RECORDS FOR THE EXERCISE:
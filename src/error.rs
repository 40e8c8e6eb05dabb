/// Errors surfaced by the view engine
///
/// Only construction and configuration loading fail with an `Err`; every
/// interaction-time problem is clamped or ignored.
use thiserror::Error;

#[derive(Debug, Error)]
pub enum ViewError {
    #[error("no spectra to display")]
    NoSpectra,

    #[error("spectrum '{0}' has no data points")]
    EmptySpectrum(String),

    #[error("spectrum '{other}' cannot share an X scale with '{first}'")]
    ScalesIncompatible { first: String, other: String },

    #[error("spectrum index {0} out of range")]
    SpectrumIndex(usize),

    #[error("I/O error: {0}")]
    Io(#[from] std::io::Error),

    #[error("JSON error: {0}")]
    Json(#[from] serde_json::Error),
}

pub type Result<T> = std::result::Result<T, ViewError>;

#[cfg(test)]
mod tests {
    use super::*;

    #[test]
    fn test_messages() {
        let e = ViewError::ScalesIncompatible {
            first: "1H".into(),
            other: "IR".into(),
        };
        assert_eq!(e.to_string(), "spectrum 'IR' cannot share an X scale with '1H'");
        assert_eq!(ViewError::SpectrumIndex(4).to_string(), "spectrum index 4 out of range");
    }
}
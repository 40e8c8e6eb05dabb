/// Interactive view engine: scales, zoom history, graph sets and the panel
pub mod canvas;
pub mod graph_set;
pub mod image_view;
pub mod panel;
pub mod scale;
pub mod view_data;
pub mod widget;

pub use canvas::{ArrowType, Canvas, DrawOp, RecordingCanvas};
pub use graph_set::{Annotation, Frame, GraphSet, ViewEvent};
pub use image_view::ImageView;
pub use panel::{Key, PanelData};
pub use scale::ScaleData;
pub use view_data::{ScaleTarget, ViewData};
pub use widget::{PlotWidget, WidgetKind, Widgets};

TASK ITEM: Repeat every line of the material exactly as given.

RESULT OF THIS EXERCISE:
filename src/error.rs
repository 40e8c8e6eb05dabb
/// Errors surfaced by the view engine
///
/// Only construction and configuration loading fail with an `Err`; every
/// interaction-time problem is clamped or ignored.
use thiserror::Error;

#[derive(Debug, Error)]
pub enum ViewError {
    #[error("no spectra to display")]
    NoSpectra,

    #[error("spectrum '{0}' has no data points")]
    EmptySpectrum(String),

    #[error("spectrum '{other}' cannot share an X scale with '{first}'")]
    ScalesIncompatible { first: String, other: String },

    #[error("spectrum index {0} out of range")]
    SpectrumIndex(usize),

    #[error("I/O error: {0}")]
    Io(#[from] std::io::Error),

    #[error("JSON error: {0}")]
    Json(#[from] serde_json::Error),
}

pub type Result<T> = std::result::Result<T, ViewError>;

#[cfg(test)]
mod tests {
    use super::*;

    #[test]
    fn test_messages() {
        let e = ViewError::ScalesIncompatible {
            first: "1H".into(),
            other: "IR".into(),
        };
        assert_eq!(e.to_string(), "spectrum 'IR' cannot share an X scale with '1H'");
        assert_eq!(ViewError::SpectrumIndex(4).to_string(), "spectrum index 4 out of range");
    }
}
repository 40e8c8e6eb05dabb
/// Interactive view engine: scales, zoom history, graph sets and the panel
pub mod canvas;
pub mod graph_set;
pub mod image_view;
pub mod panel;
pub mod scale;
pub mod view_data;
pub mod widget;

pub use canvas::{ArrowType, Canvas, DrawOp, RecordingCanvas};
pub use graph_set::{Annotation, Frame, GraphSet, ViewEvent};
pub use image_view::ImageView;
pub use panel::{Key, PanelData};
pub use scale::ScaleData;
pub use view_data::{ScaleTarget, ViewData};
pub use widget::{PlotWidget, WidgetKind, Widgets};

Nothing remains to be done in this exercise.